American Psycho on Twitter

In the beginning there was Rick Moody. And then Twitter gave us @horse_ebooks, and Jennifer Egan, and the recent Twitter Fiction Festival. Now the latest arrival in the world of Twitter Fiction is @SugarSerials.

On the 47th minute of every hour, a piece of literary code is automatically tweeting one sentence from American Psycho. The software is intelligent enough to recognize where sentences begin and end; in other words, it’s not arbitrarily hacking the book to 140 character pieces, but elegantly dissecting it into its discrete parts. With that kind of intelligence, it’s possible that there’s potential for a purpose greater than Bret Easton Ellis. Scratch that, nothing is greater than Bret Easton Ellis.

Here’s more from Jordan Holberg (aka @eviljordan), the man behind the formula. (Disclaimer: the following interview contains some obscure tech language.)

Electric Literature: Why’d you start with American Psycho?

Jordan Holberg: This is my favorite book. I’d like to say I liked it before it was trendy, but I didn’t read it until about ten years after it had been published and by then I’d already seen the movie. The book is, clearly, much better, but the movie is a pretty amazing piece of art to itself and endlessly entertaining. I love how Ellis’ sentence structure and pace reinforce the tone of whatever scene happens to be playing at that moment. He can make you feel frantic or bored or completely apathetic just from parsing his sentences. That’s pretty awesome.

EL: In addition to the Twitter feed, Sugar Serials also has a homepage. How does the website play into this?

JH: At the moment, it’s just aggregating all the individual sentences and tweets back in to long-form. Mostly, it’s a monitor for me to make sure things are flowing smoothly since no one is really at the wheel of this thing. The plan is to flesh it out with statistics, a schedule of upcoming stuff perhaps, and maybe even a tool to let others create their own Twitter-digestible maps from full-text sources. It could also be used for pictures of cats. I do love that. I haven’t really decided yet.

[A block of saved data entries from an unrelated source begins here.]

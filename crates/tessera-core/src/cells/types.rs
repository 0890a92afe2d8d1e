//! Types for the cell store.

use uuid::Uuid;

/// Unique identifier for a cell within a workspace.
///
/// Ids are allocated from a per-workspace counter and are never reused, even
/// after the cell is removed. The owning workspace is part of the id so an id
/// handed to the wrong workspace is rejected instead of silently aliasing a
/// different cell.
#[derive(Debug, Clone, Copy, PartialEq, Eq, Hash, serde::Serialize, serde::Deserialize)]
pub struct CellId {
    workspace: Uuid,
    index: u64,
}

impl CellId {
    pub(crate) fn new(workspace: Uuid, index: u64) -> Self {
        Self { workspace, index }
    }

    /// Identity of the workspace that allocated this id.
    pub fn workspace(&self) -> Uuid {
        self.workspace
    }
}

impl std::fmt::Display for CellId {
    fn fmt(&self, f: &mut std::fmt::Formatter<'_>) -> std::fmt::Result {
        write!(f, "cell_{}", self.index)
    }
}

/// A code cell and its position in the chain.
///
/// Whether a cell is outdated is not stored here; it is derived by the
/// [`StalenessTracker`](crate::staleness::StalenessTracker).
#[derive(Debug, Clone)]
pub struct Cell {
    /// Unique identifier
    pub id: CellId,
    /// Current source text
    pub buffer: String,
    /// Cell positioned immediately before this one
    pub predecessor: Option<CellId>,
    /// Cell positioned immediately after this one
    pub successor: Option<CellId>,
    /// Incremented on every buffer mutation
    pub version: u64,
}

impl Cell {
    pub(crate) fn new(id: CellId, buffer: String) -> Self {
        Self {
            id,
            buffer,
            predecessor: None,
            successor: None,
            version: 1,
        }
    }
}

EL: Why tweet on the 47th minute?

JH: Back in the 90s there were these things called Freenets. They were essentially local dial-up BBSs with connections out to the Internet at large. I’m talking, WINSOCK and XModem and 48kbps. The local Freenet assigned all its users IDs, unless you paid for a vanity ID. My good friend ended up with 00147. I’m not entirely sure how it started, but I found that when I glanced at the clock on the wall, more often than not, it seemed to say 10:47. At some point, I started associating 10:47 with my friend and his old Freenet ID. It’s not like my friend is dead or anything… he lives in Alaska, but I have fond memories of the halcyon days of the Internet and him, when nerds were nerds and the word “hacker” was still reserved for people that actual comprised computer systems, not applied to people that use JQuery to move a picture of a miniature horse around the screen. Of course, now that I’m conscious of seeing 10:47, I see it all the time. Minute 47 also happens to be a good time to run a cron job since there’s probably not a lot of other stuff happening at such an irregular minute. I mean, it’s either going to be 47 or 42 and that’s just too obvious.

EL: And why are you doing this?

JH: No real reason behind it other than I wanted to. I just wanted someone to read American Psycho to me and was bored.

According to Jordan’s calculations, the serializaiton will fend off your boredom for the next 250 days. Or at least until the publisher and their lawyers find out.